MERLIN, Oregon (CNN) -- CNET editor James Kim died of exposure and hypothermia as he sought help for his snowbound wife and children, authorities said Thursday.

After waiting a week for rescue, burning car tires for warmth and having little to eat besides berries, the couple decided they had no other choice but for James Kim to venture out Saturday for help, Kati Kim told authorities.
He faced the unforgiving wilderness of Oregon's back country wearing only street clothes.

A SuperHuman Trek
Calling his trek "superhuman," officials said the 35-year-old walked [16] miles before he collapsed, authorities said.

They missed a turn and found themselves stranded in snow and lost on one of Oregon's treacherous mountain roads -- an area that is rarely plowed during the winter.
At some point, James Kim tried to back up the car to where there was less snow to block them. But snow was falling so fast and furiously that he had to open his door to see, authorities said.
Over the next few days, the snow and rain fell unrelentingly, Kati Kim told searchers.
The family ran the car sporadically to keep warm as temperatures dipped below freezing at night.

After running out of gas, they set a spare tire on fire and eventually burned all four tires for warmth. When the weather let up briefly, they burned magazines and driftwood.
The Kims fed their children baby food and crackers. Kati Kim, nursing 7-month- old Sabine, also breast-fed her 4-year-old daughter Penelope.
Before James Kim left his family, he built a fire for them.
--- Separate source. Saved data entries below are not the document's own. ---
//! Error types for cache operations.

use std::path::PathBuf;

/// Errors that can occur during cache operations.
///
/// Loading is fail-safe for content problems: a cache file that cannot be
/// decoded is reported as [`CacheError::Decode`] by the manifest layer and
/// turned into an empty cache by [`Cache::load`](crate::Cache::load).
/// Environment problems (I/O failures, a directory where the cache file
/// belongs) are fatal.
#[derive(Debug, thiserror::Error)]
pub enum CacheError {
    /// An I/O error occurred while reading or writing cache files.
    #[error("cache I/O error at {path}: {source}")]
    Io {
        /// The path that caused the error.
        path: PathBuf,
        /// The underlying I/O error.
        source: std::io::Error,
    },

    /// The cache file path exists but is a directory.
    #[error("cache path {path} is a directory; remove it or choose another cache directory")]
    DirectoryConflict {
        /// The conflicting path.
        path: PathBuf,
    },

    /// The cache file could not be decoded.
    #[error("failed to decode cache file {path}: {reason}")]
    Decode {
        /// The cache file path.
        path: PathBuf,
        /// Description of the decode failure.
        reason: String,
    },

    /// A serialization error occurred while encoding the cache.
    #[error("serialization error: {reason}")]
    Serialization {
        /// Description of the serialization failure.
        reason: String,
    },
}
He put on a pair of sweat pants over his jeans and set out.
He encountered what searchers would later describe as rugged, steep, snowy terrain with sodden branches, slick rocks, downed trees and poison oak nestled between sheer cliffs.
Despite those conditions, authorities said, he covered about [16] miles before succumbing in the ravine where rescuers found his body on Wednesday about noon (3 p.m. ET).
"It seems superhuman to me that he was able to cover that amount of distance given what he had and also that he had nine days in the car" before setting out, Josephine County Undersheriff Brian Anderson said.
"I'm amazed," searcher Robert Graham told reporters. "We spent hours down there and made very little distance. ... The conditions were very rough. It's been cold. The terrain is so rugged, just spending one day out here is very exhausting."
Kati Kim and the couple's daughters were found Monday when searchers saw her waving an umbrella. She had just set out on foot when they were found, authorities said.
The three spent a night in the hospital and were released Tuesday.

An arduous and determined trek
Using a map, authorities showed that Kim had headed south and west before entering the drainage area and following it eastward -- back in the direction of the family's car.
Authorities tracked him by following his footprints in the snow.
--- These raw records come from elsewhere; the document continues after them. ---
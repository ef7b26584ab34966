//! The bundle pipeline.
//!
//! A [`Bundle`] collects entry paths, runs the finalize phases in order and
//! serializes the result into an in-memory [`Artifact`].

use std::collections::{BTreeMap, BTreeSet};
use std::fmt;
use std::path::{Path, PathBuf};

use tessera_cache::Cache;
use tessera_common::Interner;
use tracing::debug;

use crate::error::BundleError;
use crate::frontend::{Frontend, UnitView};
use crate::ids::UnitId;
use crate::naming::{assign_names, NameTable};
use crate::parse_cache::ParseCache;
use crate::resolver::Resolver;
use crate::unit::CompilationUnit;
use crate::{activity, names, types};

/// Finalize phases, in execution order.
#[derive(Clone, Copy, Debug, PartialEq, Eq)]
pub enum Phase {
    /// Discover and order units.
    ResolveDependencies,
    /// Build export tables and bind every identifier.
    ResolveNames,
    /// Compute declaration types.
    EvalTypes,
    /// Mark live declarations.
    ResolveActivity,
    /// Assign final identifiers.
    UniqueNames,
}

impl fmt::Display for Phase {
    fn fmt(&self, f: &mut fmt::Formatter<'_>) -> fmt::Result {
        let name = match self {
            Phase::ResolveDependencies => "resolve-dependencies",
            Phase::ResolveNames => "resolve-names",
            Phase::EvalTypes => "eval-types",
            Phase::ResolveActivity => "resolve-activity",
            Phase::UniqueNames => "unique-names",
        };
        f.write_str(name)
    }
}

/// Build-wide parameters of a bundle.
#[derive(Debug, Clone, Default)]
pub struct BundleOptions {
    /// Use short generated names instead of source spellings.
    pub compact: bool,
    /// Global constant definitions (name → value), emitted after the prelude.
    pub defines: BTreeMap<String, String>,
}

/// The serialized output of a bundle.
#[derive(Debug, Clone, PartialEq, Eq)]
pub struct Artifact {
    /// Generated code.
    pub bytes: Vec<u8>,
    /// Every final identifier the bundle declares.
    pub used_names: BTreeSet<String>,
}

/// A set of entry units compiled into one artifact.
pub struct Bundle<'a> {
    frontend: &'a dyn Frontend,
    interner: &'a Interner,
    parse_cache: Option<&'a ParseCache>,
    options: BundleOptions,
    entries: Vec<PathBuf>,
    units: Vec<CompilationUnit>,
    names: NameTable,
    finalized: bool,
}

impl<'a> Bundle<'a> {
    /// Creates an empty bundle compiled by `frontend`.
    pub fn new(frontend: &'a dyn Frontend, interner: &'a Interner) -> Self {
        Self {
            frontend,
            interner,
            parse_cache: None,
            options: BundleOptions::default(),
            entries: Vec::new(),
            units: Vec::new(),
            names: NameTable::default(),
            finalized: false,
        }
    }

    /// Reuses parses from a cache shared with other bundles.
    pub fn with_parse_cache(mut self, cache: &'a ParseCache) -> Self {
        self.parse_cache = Some(cache);
        self
    }

    /// Sets the build-wide parameters.
    pub fn with_options(mut self, options: BundleOptions) -> Self {
        self.options = options;
        self
    }

    /// Adds an entry unit. Its exports are always live.
    pub fn add_entry(&mut self, path: impl Into<PathBuf>) {
        let path = path.into();
        if !self.entries.contains(&path) {
            self.entries.push(path);
        }
        self.finalized = false;
    }

    /// The entry paths, in insertion order.
    pub fn entries(&self) -> &[PathBuf] {
        &self.entries
    }

    /// Runs every phase in order, stopping at the first error.
    ///
    /// When `cache` is given, dependency resolution records this build's
    /// graph in it. On error the bundle stays unfinalized and can't be
    /// written.
    pub fn finalize(&mut self, cache: Option<&mut Cache>) -> Result<(), BundleError> {
        self.finalized = false;
        self.units.clear();
        self.names = NameTable::default();

        debug!(phase = %Phase::ResolveDependencies, entries = self.entries.len(), "running phase");
        let mut resolver = Resolver::new(self.frontend, self.interner);
        if let Some(parse_cache) = self.parse_cache {
            resolver = resolver.with_parse_cache(parse_cache);
        }
        let mut units = resolver.resolve(&self.entries, cache)?;

        debug!(phase = %Phase::ResolveNames, units = units.len(), "running phase");
        names::resolve_names(&mut units, self.interner)?;

        debug!(phase = %Phase::EvalTypes, "running phase");
        types::eval_types(&mut units, self.frontend, self.interner)?;

        debug!(phase = %Phase::ResolveActivity, "running phase");
        activity::resolve_activity(&mut units);

        debug!(phase = %Phase::UniqueNames, compact = self.options.compact, "running phase");
        let reserved = self
            .frontend
            .reserved_words()
            .iter()
            .copied()
            .chain(self.options.defines.keys().map(String::as_str));
        self.names = assign_names(&units, self.interner, reserved, self.options.compact)?;

        self.units = units;
        self.finalized = true;
        Ok(())
    }

    /// Returns `true` after a successful [`finalize`](Self::finalize).
    pub fn is_finalized(&self) -> bool {
        self.finalized
    }

    /// The units in bundle order. Empty until finalized.
    pub fn units(&self) -> &[CompilationUnit] {
        &self.units
    }

    /// Returns a unit by ID.
    pub fn unit(&self, id: UnitId) -> Option<&CompilationUnit> {
        self.units.get(id.index())
    }

    /// Returns the unit for `path`.
    pub fn unit_by_path(&self, path: &Path) -> Option<&CompilationUnit> {
        self.units.iter().find(|u| u.path == path)
    }

    /// The final names assigned by the last finalize.
    pub fn names(&self) -> &NameTable {
        &self.names
    }

    /// Serializes the bundle: the front end's prelude, then the global
    /// constants in name order, then every unit in bundle order.
    ///
    /// # Errors
    ///
    /// [`BundleError::NotFinalized`] unless the last finalize succeeded;
    /// [`BundleError::Emit`] if the front end fails on a unit.
    pub fn write(&self) -> Result<Artifact, BundleError> {
        if !self.finalized {
            return Err(BundleError::NotFinalized);
        }
        let mut bytes = Vec::new();
        bytes.extend_from_slice(self.frontend.prelude().as_bytes());
        for (name, value) in &self.options.defines {
            self.frontend.emit_define(name, value, &mut bytes);
        }
        for unit in &self.units {
            let view = UnitView::new(unit, &self.names, self.interner);
            self.frontend
                .emit(&view, &mut bytes)
                .map_err(|message| BundleError::Emit {
                    path: unit.path.clone(),
                    message,
                })?;
        }
        Ok(Artifact {
            bytes,
            used_names: self.names.used_names(),
        })
    }
}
Before locating his body, rescue workers said they had found what they believed was a trail of clues from James Kim, including three shirts, a wool sock, a blue girl's skirt and pieces of an Oregon state map.
Kati Kim had told authorities her husband had taken the items with him when he left their car.
Operating on the assumption he might still be alive, searchers had dropped care packages in the area.
Kim's body was found about a half mile south of the family's car at the foot of a huge cliff, authorities said.
"It appears to me he was highly motivated, and he knew what he was doing, coming down [the drainage area]," Anderson said.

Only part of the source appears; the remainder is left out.